__Assignment__
Beginning at the line containing "filename crates/wiotp-managed/src/tests.rs" in the material below and ending at the line containing "const PUBLISH_TIMEOUT: Duration", return each line exactly and add nothing.

__Supplied data__
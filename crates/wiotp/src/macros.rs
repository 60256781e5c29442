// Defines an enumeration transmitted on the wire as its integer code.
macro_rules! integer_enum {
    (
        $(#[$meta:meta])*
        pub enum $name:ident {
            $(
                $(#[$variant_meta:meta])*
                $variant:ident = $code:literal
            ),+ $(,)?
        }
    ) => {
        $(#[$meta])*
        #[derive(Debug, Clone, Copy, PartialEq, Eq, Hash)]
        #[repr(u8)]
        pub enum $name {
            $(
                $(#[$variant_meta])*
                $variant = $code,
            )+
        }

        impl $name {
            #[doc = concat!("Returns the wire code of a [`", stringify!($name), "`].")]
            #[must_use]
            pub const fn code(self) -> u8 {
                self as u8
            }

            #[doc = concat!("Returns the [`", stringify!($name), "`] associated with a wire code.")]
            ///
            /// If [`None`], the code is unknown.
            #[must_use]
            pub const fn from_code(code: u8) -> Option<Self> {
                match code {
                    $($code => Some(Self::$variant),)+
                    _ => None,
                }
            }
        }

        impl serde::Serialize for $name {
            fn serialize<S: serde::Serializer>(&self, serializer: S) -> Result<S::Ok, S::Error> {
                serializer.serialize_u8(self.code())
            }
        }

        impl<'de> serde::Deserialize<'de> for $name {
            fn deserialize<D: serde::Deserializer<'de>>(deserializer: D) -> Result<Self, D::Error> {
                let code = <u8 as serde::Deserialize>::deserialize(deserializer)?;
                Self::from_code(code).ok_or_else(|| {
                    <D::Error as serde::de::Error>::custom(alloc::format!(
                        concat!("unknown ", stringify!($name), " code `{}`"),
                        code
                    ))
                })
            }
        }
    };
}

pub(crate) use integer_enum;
--
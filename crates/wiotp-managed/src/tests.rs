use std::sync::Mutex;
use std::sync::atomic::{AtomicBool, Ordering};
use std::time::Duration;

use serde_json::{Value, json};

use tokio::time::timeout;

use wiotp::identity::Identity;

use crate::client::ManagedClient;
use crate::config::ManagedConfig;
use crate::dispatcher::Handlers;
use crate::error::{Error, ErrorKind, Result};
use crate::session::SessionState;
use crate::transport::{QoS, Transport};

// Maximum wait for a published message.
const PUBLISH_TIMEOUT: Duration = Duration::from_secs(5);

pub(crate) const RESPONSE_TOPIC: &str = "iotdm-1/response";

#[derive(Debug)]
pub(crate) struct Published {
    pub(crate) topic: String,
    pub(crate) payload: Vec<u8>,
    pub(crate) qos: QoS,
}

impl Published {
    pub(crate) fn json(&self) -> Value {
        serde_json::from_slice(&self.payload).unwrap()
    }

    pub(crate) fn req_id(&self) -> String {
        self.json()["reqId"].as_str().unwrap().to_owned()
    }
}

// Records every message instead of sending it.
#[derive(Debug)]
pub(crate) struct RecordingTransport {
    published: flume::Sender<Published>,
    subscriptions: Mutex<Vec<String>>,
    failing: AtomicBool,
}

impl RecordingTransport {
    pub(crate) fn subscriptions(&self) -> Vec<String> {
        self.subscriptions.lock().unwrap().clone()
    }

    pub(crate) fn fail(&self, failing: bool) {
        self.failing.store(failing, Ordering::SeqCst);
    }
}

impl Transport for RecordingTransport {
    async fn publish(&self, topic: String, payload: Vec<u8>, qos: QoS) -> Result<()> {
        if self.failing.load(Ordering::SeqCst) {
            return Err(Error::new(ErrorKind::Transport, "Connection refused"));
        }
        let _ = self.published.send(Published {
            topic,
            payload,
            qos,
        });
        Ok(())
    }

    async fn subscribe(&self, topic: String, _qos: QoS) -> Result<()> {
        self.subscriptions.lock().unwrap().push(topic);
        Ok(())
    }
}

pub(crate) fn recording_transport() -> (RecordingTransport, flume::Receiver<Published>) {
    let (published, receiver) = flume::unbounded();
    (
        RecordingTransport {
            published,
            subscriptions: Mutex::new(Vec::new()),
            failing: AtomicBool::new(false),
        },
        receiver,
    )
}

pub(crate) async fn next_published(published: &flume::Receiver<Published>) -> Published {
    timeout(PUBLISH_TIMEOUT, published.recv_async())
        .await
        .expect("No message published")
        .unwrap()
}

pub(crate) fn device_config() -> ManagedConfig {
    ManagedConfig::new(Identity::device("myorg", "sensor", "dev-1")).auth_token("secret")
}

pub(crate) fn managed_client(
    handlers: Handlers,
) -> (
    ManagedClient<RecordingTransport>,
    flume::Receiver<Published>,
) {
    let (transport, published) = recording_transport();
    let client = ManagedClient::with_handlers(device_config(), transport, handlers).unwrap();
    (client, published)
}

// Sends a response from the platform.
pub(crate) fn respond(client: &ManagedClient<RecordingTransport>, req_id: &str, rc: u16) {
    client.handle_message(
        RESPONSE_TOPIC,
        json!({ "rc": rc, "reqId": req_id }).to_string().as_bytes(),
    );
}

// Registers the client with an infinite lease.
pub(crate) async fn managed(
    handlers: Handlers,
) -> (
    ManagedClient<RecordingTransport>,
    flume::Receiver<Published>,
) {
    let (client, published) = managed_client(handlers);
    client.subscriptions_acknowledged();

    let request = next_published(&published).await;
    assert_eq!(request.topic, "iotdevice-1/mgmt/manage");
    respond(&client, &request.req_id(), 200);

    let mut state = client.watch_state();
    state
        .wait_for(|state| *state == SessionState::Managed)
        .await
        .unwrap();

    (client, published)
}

__Response__
filename crates/wiotp-managed/src/tests.rs
use std::sync::Mutex;
use std::sync::atomic::{AtomicBool, Ordering};
use std::time::Duration;

use serde_json::{Value, json};

use tokio::time::timeout;

use wiotp::identity::Identity;

use crate::client::ManagedClient;
use crate::config::ManagedConfig;
use crate::dispatcher::Handlers;
use crate::error::{Error, ErrorKind, Result};
use crate::session::SessionState;
use crate::transport::{QoS, Transport};

// Maximum wait for a published message.
const PUBLISH_TIMEOUT: Duration = Duration::from_secs(5);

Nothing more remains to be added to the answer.